Lessons of world struggle, history’s shifting poles of power give pause.
Independence comes through the panes of a speeding train, the pains of growth spurts.
Significance creeps through everywhere, through every crack in the asphalt, in every sprayed tag.
Courage, faith, steadfastness arise, filling her core.
Everyday a new discovery, everyday a new blessing.
All this, she thinks, as she scampers down the metal framed staircase.

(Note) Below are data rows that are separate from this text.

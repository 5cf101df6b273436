//! Step controller.
mod config;
use crate::{atari_env::Emulator, obs::ObservationPipeline, AtariAction, Resizer};
use anyhow::{bail, Result};
use arcade_core::{ArcadeError, Batch, BatchView, CompressedReplayBuffer};
use log::{info, trace};
use ndarray::Array3;
pub use config::AtariEnvConfig;

/// Whether [`AtariEnv::act`] records transitions.
#[derive(Debug, Clone, Copy, PartialEq, Eq)]
pub enum Mode {
    /// Transitions are stored in the replay buffer.
    Train,

    /// Nothing is stored.
    Eval,
}

/// An Atari game with frame skipping, frame stacking and a replay buffer.
///
/// One call to [`step`](Self::step) runs the emulator for `frame_skip`
/// frames with the same action. The episode is done when the game is
/// over, a life is lost, or the step cap is hit. On a game over or the step
/// cap the emulator restarts; in every done case the observation stack is
/// cleared. The caller acknowledges done with [`soft_reset`](Self::soft_reset).
pub struct AtariEnv<E: Emulator> {
    emulator: E,
    pipeline: ObservationPipeline<Resizer>,
    memory: CompressedReplayBuffer,
    action_map: Vec<AtariAction>,

    frame_skip: usize,
    max_episode_steps: usize,
    batch_size: usize,

    done: bool,
    game_over: bool,
    max_step_reached: bool,

    step_count: usize,
    score: i32,
    last_episode_steps: usize,
    last_episode_score: i32,

    // End-state scratch for `act`
    state: Vec<u8>,
}

#[cfg(feature = "ale")]
impl AtariEnv<crate::atari_env::ale::Ale> {
    /// Loads the game named in `config` into the Arcade Learning Environment.
    pub fn build(config: &AtariEnvConfig) -> Result<Self> {
        let ale = crate::atari_env::ale::Ale::open(config)?;
        Self::with_emulator(ale, config)
    }
}

impl<E: Emulator> AtariEnv<E> {
    /// Wraps an emulator.
    pub fn with_emulator(emulator: E, config: &AtariEnvConfig) -> Result<Self> {
        if config.frame_skip == 0 {
            bail!("frame_skip must be positive");
        }
        let action_map = emulator.minimal_actions()?;
        if action_map.is_empty() || action_map.len() > u8::MAX as usize {
            bail!("unsupported size of action set: {}", action_map.len());
        }
        let mut pipeline = ObservationPipeline::new(
            emulator.width(),
            emulator.height(),
            config.obs,
            Resizer::new(config.resize),
        );
        pipeline.reset(&emulator)?;
        let memory = CompressedReplayBuffer::new(&config.replay_config())?;
        info!(
            "Initialized {:?}: screen {}x{}, {} actions",
            config.name,
            emulator.width(),
            emulator.height(),
            action_map.len()
        );

        Ok(Self {
            emulator,
            pipeline,
            memory,
            action_map,
            frame_skip: config.frame_skip,
            max_episode_steps: config.max_episode_steps,
            batch_size: config.batch_size,
            done: false,
            game_over: false,
            max_step_reached: false,
            step_count: 0,
            score: 0,
            last_episode_steps: 0,
            last_episode_score: 0,
            state: vec![0; config.obs.state_size()],
        })
    }

    /// Size of the minimal action set.
    pub fn n_actions(&self) -> usize {
        self.action_map.len()
    }

    /// Width of the raw screen.
    pub fn raw_width(&self) -> usize {
        self.emulator.width()
    }

    /// Height of the raw screen.
    pub fn raw_height(&self) -> usize {
        self.emulator.height()
    }

    /// Length of a stacked observation in bytes.
    pub fn state_size(&self) -> usize {
        self.state.len()
    }

    /// Steps the game with the `action`-th action of the minimal action set.
    ///
    /// Returns the reward summed over the skipped frames.
    pub fn step(&mut self, action: usize) -> Result<i32> {
        let a = match self.action_map.get(action) {
            Some(&a) => a,
            None => {
                return Err(ArcadeError::InvalidAction {
                    action,
                    n_actions: self.action_map.len(),
                }
                .into())
            }
        };
        self.step_count += 1;
        self.max_step_reached = self.step_count == self.max_episode_steps;
        let lives = self.emulator.lives();
        let mut reward = 0;

        for t in 0..self.frame_skip {
            let r = self.emulator.step(a);
            reward += r;
            self.score += r;
            let life_lost = self.emulator.lives() < lives;
            self.game_over = self.emulator.is_game_over();
            self.done = self.game_over || life_lost || self.max_step_reached;

            if self.done {
                if self.game_over || self.max_step_reached {
                    self.emulator.reset();
                    info!(
                        "Episode finished: score = {}, steps = {}",
                        self.score, self.step_count
                    );
                    self.last_episode_score = self.score;
                    self.last_episode_steps = self.step_count;
                    self.step_count = 0;
                    self.score = 0;
                }
                self.pipeline.reset(&self.emulator)?;
                break;
            }

            // Only the last two frames of the window are pooled
            if t + 2 >= self.frame_skip {
                self.pipeline
                    .capture(&self.emulator, t + 2 - self.frame_skip)?;
            }
        }
        self.pipeline.update()?;
        trace!("step(): action = {:?}, reward = {}, done = {}", a, reward, self.done);

        Ok(reward)
    }

    /// Steps the game and, in [`Mode::Train`], stores the transition.
    ///
    /// Steps cut by the step cap are not stored.
    pub fn act(&mut self, action: usize, mode: Mode) -> Result<i32> {
        let reward = self.step(action)?;
        if mode == Mode::Train {
            self.pipeline.observation(&mut self.state)?;
            if !self.max_step_reached {
                self.memory
                    .add(action as u8, reward as f32, &self.state, self.done)?;
            }
        }
        Ok(reward)
    }

    /// Steps the game, writes the new observation into `buf` and stores the transition.
    ///
    /// A `buf` of the wrong length is rejected before the game moves.
    pub fn act_into(&mut self, action: usize, buf: &mut [u8]) -> Result<i32> {
        if buf.len() != self.state.len() {
            return Err(ArcadeError::BufferLength {
                what: "observation",
                expected: self.state.len(),
                actual: buf.len(),
            }
            .into());
        }
        let reward = self.step(action)?;
        self.pipeline.observation(buf)?;
        if !self.max_step_reached {
            self.memory.add(action as u8, reward as f32, buf, self.done)?;
        }
        Ok(reward)
    }

    /// The episode ended in the last step.
    pub fn done(&self) -> bool {
        self.done
    }

    /// The game was over in the last step.
    pub fn game_over(&self) -> bool {
        self.game_over
    }

    /// The last step hit the step cap.
    pub fn max_step_reached(&self) -> bool {
        self.max_step_reached
    }

    /// Steps taken in the running episode.
    pub fn step_count(&self) -> usize {
        self.step_count
    }

    /// Score of the running episode.
    pub fn score(&self) -> i32 {
        self.score
    }

    /// Steps of the last finished episode.
    pub fn episode_steps(&self) -> usize {
        self.last_episode_steps
    }

    /// Score of the last finished episode.
    pub fn episode_score(&self) -> i32 {
        self.last_episode_score
    }

    /// Clears the done flags. Must be called after a done step.
    pub fn soft_reset(&mut self) {
        self.done = false;
        self.game_over = false;
        self.max_step_reached = false;
    }

    /// Zeroes the counters of the running episode.
    pub fn reset_counts(&mut self) {
        self.step_count = 0;
        self.score = 0;
    }

    /// Restarts the game from scratch.
    pub fn hard_reset(&mut self) -> Result<()> {
        self.emulator.reset();
        self.reset_observations()?;
        self.soft_reset();
        self.reset_counts();
        Ok(())
    }

    /// Clears the observation stack and seeds it with the current screen.
    pub fn reset_observations(&mut self) -> Result<()> {
        self.pipeline.reset(&self.emulator)
    }

    /// Writes the stacked observation, oldest frame first.
    pub fn observation(&self, buf: &mut [u8]) -> Result<()> {
        self.pipeline.observation(buf)
    }

    /// The stacked observation as an array of shape `(stack, width, width)`.
    pub fn observation_array(&self) -> Result<Array3<u8>> {
        self.pipeline.to_array()
    }

    /// Writes the raw RGB screen, `3 * raw_width * raw_height` bytes.
    pub fn rgb(&self, buf: &mut [u8]) -> Result<()> {
        self.emulator.rgb(buf)
    }

    /// The replay buffer.
    pub fn memory(&self) -> &CompressedReplayBuffer {
        &self.memory
    }

    /// The replay buffer, mutably.
    pub fn memory_mut(&mut self) -> &mut CompressedReplayBuffer {
        &mut self.memory
    }

    /// Fills items `offset..offset + count` of `batch` from the replay buffer.
    pub fn prefetch(&mut self, batch: BatchView<'_>, offset: usize, count: usize) -> Result<()> {
        self.memory.sample_range(batch, offset, count)
    }

    /// Samples a batch of the configured batch size.
    pub fn sample_batch(&mut self) -> Result<Batch> {
        let mut batch = Batch::with_capacity(self.batch_size, self.state.len());
        self.memory.sample_into(batch.view_mut())?;
        Ok(batch)
    }

    /// The emulator.
    pub fn emulator(&self) -> &E {
        &self.emulator
    }
}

Observations skills keen, she sees his furtive backward glance.
She advances aware, her newly fortified armor up.
Rounding the bottom rung, he pounces.
Arms flail, breath caught, fragments of rumpled suit and razor stubble betray social ineptitude.
Escaping as quickly as he attacks, she runs back up the rickety metal staircase towards the masses.
Thank goodness, she repeats to herself and later to her caregivers, nothing happened.

Nothing happened.
Except that instead of falling into warm, fitless sleep each night, she replays the sound of those metal stairs in her head, her heart beating fast against the silent walls.
That happened.

Nothing happened.
Except she no longer walks anywhere unaccompanied, her newfound independence taken hostage in a fragment of a second. Her self-assuredness under siege.
That happened.

Nothing happened.
Except that her smile ever-so-slightly lost its brilliance.
Her glance ever-so-slightly suspects.
Her voice holds a veiled apology.
That happened.

Happy exploration of new pathways is now tantamount to a six-year-old walking down a shadowy hallway to a dark bedroom during a thunderstorm.
Venice’s romantic canals reflect threat.
Rome’s gelato has lost its creamy lustre.
Sleep lacks rest.
Study brings unwanted mental meanderings.
That happened.

From girl to woman in an instant
she discovers solidarity among women and women-loving men.
She will overcome and find power within.
Women are not playthings.
Women band together, find strength and come back stronger and more fierce.
This happens.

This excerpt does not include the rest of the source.